Three U.S.-based journalists will be selected for 19-day reporting trips in Japan, to be conducted throughout the summer and fall of 2015, in the third year of ICFJ’s “Illuminating Today’s Japan for American Audiences” program. The participating journalists will work with an experienced Japanese interpreter and fixer, and are expected to dig into the economic, social, cultural, environmental and energy-policy challenges facing the country.
Although the world is interconnected as never before, international news coverage is likely at an all-time low. As important as Japan is in the constellation of U.S. relationships abroad, Japan’s appearances in the news reflect neither its global importance nor that of the Japan-U.S. relationship. This program, organized by ICFJ and funded by the United States-Japan Foundation, will help to make independent coverage of neglected issues possible. As a result of this program, American audiences will receive fresh, innovative coverage of topics that highlight Japan.

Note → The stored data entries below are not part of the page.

//! Repository seams for builders, agents and projects.

use async_trait::async_trait;
use uuid::Uuid;

use propdesk_http::Page;
use propdesk_masters::RecordStatus;

use super::error::DomainError;
use super::model::{
    Agent, Builder, PartyQuery, Project, ProjectQuery, ProjectStatistics,
};

#[async_trait]
pub trait BuilderRepository: Send + Sync {
    async fn insert(&self, builder: Builder) -> Result<Builder, DomainError>;
    async fn find_by_id(&self, id: Uuid) -> Result<Option<Builder>, DomainError>;
    async fn list(&self, query: &PartyQuery) -> Result<Page<Builder>, DomainError>;
    async fn update(&self, builder: Builder) -> Result<Builder, DomainError>;
    async fn set_status(&self, id: Uuid, status: RecordStatus) -> Result<bool, DomainError>;
}

#[async_trait]
pub trait AgentRepository: Send + Sync {
    async fn insert(&self, agent: Agent) -> Result<Agent, DomainError>;
    async fn find_by_id(&self, id: Uuid) -> Result<Option<Agent>, DomainError>;
    async fn list(&self, query: &PartyQuery) -> Result<Page<Agent>, DomainError>;
    async fn update(&self, agent: Agent) -> Result<Agent, DomainError>;
    async fn set_status(&self, id: Uuid, status: RecordStatus) -> Result<bool, DomainError>;
}

#[async_trait]
pub trait ProjectRepository: Send + Sync {
    async fn insert(&self, project: Project) -> Result<Project, DomainError>;
    async fn find_by_id(&self, id: Uuid) -> Result<Option<Project>, DomainError>;
    async fn list(&self, query: &ProjectQuery) -> Result<Page<Project>, DomainError>;
    async fn update(&self, project: Project) -> Result<Project, DomainError>;
    async fn set_status(&self, id: Uuid, status: RecordStatus) -> Result<bool, DomainError>;
    async fn statistics(&self) -> Result<ProjectStatistics, DomainError>;
}
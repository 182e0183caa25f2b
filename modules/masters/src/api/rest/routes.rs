//! Router assembly: one resource path per master kind.

use std::sync::Arc;

use axum::Router;
use axum::routing::{get, post};

use super::handlers;
use crate::domain::adapters::{
    AmenityService, CategoryQueries, CityService, FloorService, LocationService, MasterCrud,
    PropertyTypeService, RangeQueries, RoomService, TowerService, WashroomService,
};
use crate::domain::repo::MasterRepository;

/// All eight adapter services over one repository.
pub struct MasterServices<R: MasterRepository> {
    pub cities: Arc<CityService<R>>,
    pub locations: Arc<LocationService<R>>,
    pub amenities: Arc<AmenityService<R>>,
    pub floors: Arc<FloorService<R>>,
    pub towers: Arc<TowerService<R>>,
    pub property_types: Arc<PropertyTypeService<R>>,
    pub rooms: Arc<RoomService<R>>,
    pub washrooms: Arc<WashroomService<R>>,
}

impl<R: MasterRepository + 'static> MasterServices<R> {
    pub fn new(repo: Arc<R>) -> Self {
        Self {
            cities: Arc::new(CityService::new(repo.clone())),
            locations: Arc::new(LocationService::new(repo.clone())),
            amenities: Arc::new(AmenityService::new(repo.clone())),
            floors: Arc::new(FloorService::new(repo.clone())),
            towers: Arc::new(TowerService::new(repo.clone())),
            property_types: Arc::new(PropertyTypeService::new(repo.clone())),
            rooms: Arc::new(RoomService::new(repo.clone())),
            washrooms: Arc::new(WashroomService::new(repo)),
        }
    }
}

/// Shared CRUD routes; statistics is added per kind so cities can serve
/// their augmented payload on the same path.
fn base_routes<S: MasterCrud + 'static>() -> Router<Arc<S>> {
    Router::new()
        .route(
            "/",
            post(handlers::create_record::<S>).get(handlers::list_records::<S>),
        )
        .route("/popular", get(handlers::popular_records::<S>))
        .route(
            "/{id}",
            get(handlers::get_record::<S>)
                .patch(handlers::update_record::<S>)
                .delete(handlers::delete_record::<S>),
        )
}

fn cities_routes<R: MasterRepository + 'static>(svc: Arc<CityService<R>>) -> Router {
    base_routes::<CityService<R>>()
        .route("/statistics", get(handlers::city_statistics::<R>))
        .route("/near", get(handlers::cities_near::<R>))
        .route("/by-state/{state}", get(handlers::cities_by_state::<R>))
        .with_state(svc)
}

fn locations_routes<R: MasterRepository + 'static>(svc: Arc<LocationService<R>>) -> Router {
    base_routes::<LocationService<R>>()
        .route("/statistics", get(handlers::statistics::<LocationService<R>>))
        .route(
            "/by-city/{cityId}",
            get(handlers::locations_by_city::<R>),
        )
        .with_state(svc)
}

fn categorized_routes<S: CategoryQueries + 'static>(svc: Arc<S>) -> Router {
    base_routes::<S>()
        .route("/statistics", get(handlers::statistics::<S>))
        .route("/by-category/{category}", get(handlers::by_category::<S>))
        .with_state(svc)
}

fn ranged_routes<S: RangeQueries + 'static>(svc: Arc<S>) -> Router {
    base_routes::<S>()
        .route("/statistics", get(handlers::statistics::<S>))
        .route("/range", get(handlers::by_range::<S>))
        .with_state(svc)
}

/// The `/masters` subtree.
pub fn master_routes<R: MasterRepository + 'static>(services: &MasterServices<R>) -> Router {
    Router::new()
        .nest("/cities", cities_routes(services.cities.clone()))
        .nest("/locations", locations_routes(services.locations.clone()))
        .nest("/amenities", categorized_routes(services.amenities.clone()))
        .nest("/floors", ranged_routes(services.floors.clone()))
        .nest("/towers", ranged_routes(services.towers.clone()))
        .nest(
            "/property-types",
            categorized_routes(services.property_types.clone()),
        )
        .nest("/rooms", ranged_routes(services.rooms.clone()))
        .nest("/washrooms", ranged_routes(services.washrooms.clone()))
}
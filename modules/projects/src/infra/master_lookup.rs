//! Master-store adapter for the [`MasterLookup`] port.

use std::sync::Arc;

use async_trait::async_trait;
use uuid::Uuid;

use propdesk_masters::{MasterKind, MasterRepository};

use crate::domain::error::DomainError;
use crate::domain::ports::MasterLookup;

/// Answers existence checks straight from the master repository.
pub struct RepoMasterLookup<R: MasterRepository> {
    repo: Arc<R>,
}

impl<R: MasterRepository> RepoMasterLookup<R> {
    pub fn new(repo: Arc<R>) -> Self {
        Self { repo }
    }
}

#[async_trait]
impl<R: MasterRepository> MasterLookup for RepoMasterLookup<R> {
    async fn exists(&self, kind: MasterKind, id: Uuid) -> Result<bool, DomainError> {
        let found = self
            .repo
            .find_by_id(kind, id)
            .await
            .map_err(|e| DomainError::database(e.to_string()))?;
        Ok(found.is_some())
    }
}
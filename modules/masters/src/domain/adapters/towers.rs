//! Tower adapter: plain numeric payload (tower number).

use std::sync::Arc;

use async_trait::async_trait;
use uuid::Uuid;

use propdesk_http::{Page, PageParams};

use super::support;
use super::{MasterCrud, RangeQueries};
use crate::domain::error::DomainError;
use crate::domain::model::{
    MasterKind, MasterPatch, MasterQuery, MasterRecord, MasterStatistics, NewMasterRecord,
    TypeDetails,
};
use crate::domain::repo::MasterRepository;
use crate::domain::service::{MasterService, RemovalPolicy};

pub struct TowerService<R: MasterRepository> {
    engine: MasterService<R>,
}

impl<R: MasterRepository> TowerService<R> {
    pub fn new(repo: Arc<R>) -> Self {
        Self {
            engine: MasterService::new(MasterKind::Tower, repo),
        }
    }

    pub async fn create(&self, input: NewMasterRecord) -> Result<MasterRecord, DomainError> {
        let numeric = support::build_numeric(&input.details)?;
        self.engine
            .create(input, TypeDetails::Numeric(numeric))
            .await
    }

    pub async fn update(
        &self,
        id: Uuid,
        patch: MasterPatch,
    ) -> Result<MasterRecord, DomainError> {
        let current = self.engine.get(id).await?;
        let numeric = current
            .details
            .as_numeric()
            .ok_or_else(|| DomainError::database("tower row without numeric payload"))?;
        let merged = support::merge_numeric(numeric, &patch.details)?;
        self.engine
            .apply_update(current, patch, TypeDetails::Numeric(merged))
            .await
    }

    pub async fn find_by_range(
        &self,
        min: Option<i32>,
        max: Option<i32>,
        page: PageParams,
    ) -> Result<Page<MasterRecord>, DomainError> {
        support::validate_range(min, max)?;
        let query = MasterQuery {
            page,
            min_value: min,
            max_value: max,
            ..MasterQuery::default()
        };
        self.engine.list(query).await
    }
}

#[async_trait]
impl<R: MasterRepository> RemovalPolicy for TowerService<R> {
    async fn check_usage(&self, _record: &MasterRecord) -> Result<(), DomainError> {
        Ok(())
    }
}

#[async_trait]
impl<R: MasterRepository> MasterCrud for TowerService<R> {
    fn kind(&self) -> MasterKind {
        MasterKind::Tower
    }

    async fn create(&self, input: NewMasterRecord) -> Result<MasterRecord, DomainError> {
        TowerService::create(self, input).await
    }

    async fn get(&self, id: Uuid) -> Result<MasterRecord, DomainError> {
        self.engine.get(id).await
    }

    async fn list(&self, query: MasterQuery) -> Result<Page<MasterRecord>, DomainError> {
        self.engine.list(query).await
    }

    async fn update(&self, id: Uuid, patch: MasterPatch) -> Result<MasterRecord, DomainError> {
        TowerService::update(self, id, patch).await
    }

    async fn remove(&self, id: Uuid) -> Result<(), DomainError> {
        self.engine.remove(self, id).await
    }

    async fn statistics(&self) -> Result<MasterStatistics, DomainError> {
        self.engine.statistics().await
    }

    async fn popular(&self) -> Result<Vec<MasterRecord>, DomainError> {
        self.engine.popular().await
    }
}

#[async_trait]
impl<R: MasterRepository> RangeQueries for TowerService<R> {
    async fn find_by_range(
        &self,
        min: Option<i32>,
        max: Option<i32>,
        page: PageParams,
    ) -> Result<Page<MasterRecord>, DomainError> {
        TowerService::find_by_range(self, min, max, page).await
    }
}
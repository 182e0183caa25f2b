//! Offset-based pagination primitives.

use serde::{Deserialize, Serialize};

/// Hard cap on page size; larger values are clamped, not rejected.
pub const MAX_PAGE_SIZE: u64 = 100;

/// Page size used when the client does not ask for one.
pub const DEFAULT_PAGE_SIZE: u64 = 10;

/// Normalized pagination input: `page` is 1-based, `limit` is 1..=100.
#[derive(Debug, Clone, Copy, PartialEq, Eq)]
pub struct PageParams {
    page: u64,
    limit: u64,
}

impl PageParams {
    /// Normalize raw query values: page floors at 1, limit clamps to 1..=100.
    pub fn new(page: Option<u64>, limit: Option<u64>) -> Self {
        let page = page.unwrap_or(1).max(1);
        let limit = limit
            .unwrap_or(DEFAULT_PAGE_SIZE)
            .clamp(1, MAX_PAGE_SIZE);
        Self { page, limit }
    }

    pub fn page(&self) -> u64 {
        self.page
    }

    pub fn limit(&self) -> u64 {
        self.limit
    }

    /// Rows to skip: `(page - 1) * limit`.
    pub fn offset(&self) -> u64 {
        (self.page - 1) * self.limit
    }
}

impl Default for PageParams {
    fn default() -> Self {
        Self::new(None, None)
    }
}

/// Pagination block returned alongside list payloads.
#[derive(Debug, Clone, Copy, PartialEq, Eq, Serialize, Deserialize)]
#[serde(rename_all = "camelCase")]
pub struct Pagination {
    pub page: u64,
    pub limit: u64,
    pub total: u64,
    pub total_pages: u64,
}

impl Pagination {
    /// `total_pages = ceil(total / limit)`.
    pub fn new(params: PageParams, total: u64) -> Self {
        Self {
            page: params.page(),
            limit: params.limit(),
            total,
            total_pages: total.div_ceil(params.limit()),
        }
    }
}

/// One page of records plus its pagination block.
#[derive(Debug, Clone, Serialize)]
pub struct Page<T> {
    pub records: Vec<T>,
    pub pagination: Pagination,
}

impl<T> Page<T> {
    pub fn new(records: Vec<T>, params: PageParams, total: u64) -> Self {
        Self {
            records,
            pagination: Pagination::new(params, total),
        }
    }

    /// Map the record type while keeping the pagination block.
    pub fn map<U>(self, f: impl FnMut(T) -> U) -> Page<U> {
        Page {
            records: self.records.into_iter().map(f).collect(),
            pagination: self.pagination,
        }
    }
}

#[cfg(test)]
mod tests {
    use super::*;

    #[test]
    fn params_normalize_defaults() {
        let p = PageParams::new(None, None);
        assert_eq!(p.page(), 1);
        assert_eq!(p.limit(), DEFAULT_PAGE_SIZE);
        assert_eq!(p.offset(), 0);
    }

    #[test]
    fn params_clamp_out_of_range() {
        let p = PageParams::new(Some(0), Some(0));
        assert_eq!(p.page(), 1);
        assert_eq!(p.limit(), 1);

        let p = PageParams::new(Some(3), Some(1000));
        assert_eq!(p.limit(), MAX_PAGE_SIZE);
        assert_eq!(p.offset(), 2 * MAX_PAGE_SIZE);
    }

    #[test]
    fn total_pages_is_ceiling() {
        let params = PageParams::new(Some(1), Some(10));
        assert_eq!(Pagination::new(params, 0).total_pages, 0);
        assert_eq!(Pagination::new(params, 10).total_pages, 1);
        assert_eq!(Pagination::new(params, 11).total_pages, 2);
        assert_eq!(Pagination::new(params, 100).total_pages, 10);
    }

    #[test]
    fn page_map_keeps_pagination() {
        let page = Page::new(vec![1, 2, 3], PageParams::new(Some(2), Some(3)), 7);
        let mapped = page.map(|n| n.to_string());
        assert_eq!(mapped.records, vec!["1", "2", "3"]);
        assert_eq!(mapped.pagination.page, 2);
        assert_eq!(mapped.pagination.total_pages, 3);
    }
}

Participants will be selected based on the quality of story ideas, as the stories should have immediate relevance in the journalists’ own communities. Examples of issues that journalists will explore include business, trade, energy, culture, immigration and climate change. Other key considerations included the journalists’ professional qualifications, level of experience and their media organization’s audience.
PHASE 1: Program Orientation: April 2015
Before the selected journalists travel to Japan to begin reporting, ICFJ program staff, participants and the Japanese fixer and interpreter will convene in a series of web conferences using Google Hangout. These opportunities will acquaint the journalists with one another and the Japanese interpreter-fixer who will assist them during their individual 19-day reporting tours. The Google Hangout sessions will also offer an opportunity to discuss each journalist’s story ideas, suggest ways to fine-tune their approaches, determine their travel schedules, and identify key people to interview. ICFJ program staff assist with travel arrangements, visas and other logistics. Orientation will take place in April 2015.
PHASE 2: Individual Travel and Tours: May – October 2015
After the orientation program, the journalists will depart for their individual 19-day reporting tours over a five-month period accompanied by an experienced Japanese reporter and journalist. Participants will work with the Japanese expert to organize necessary meetings and plan travel around Japan.
PHASE 3: Return and completion of reporting: June – December 2015
After the American journalists return home, they will complete their stories for publication or broadcast. ICFJ will use its own website to promote the stories The individual journalists are expected to publicize their stories via social media and professional connections.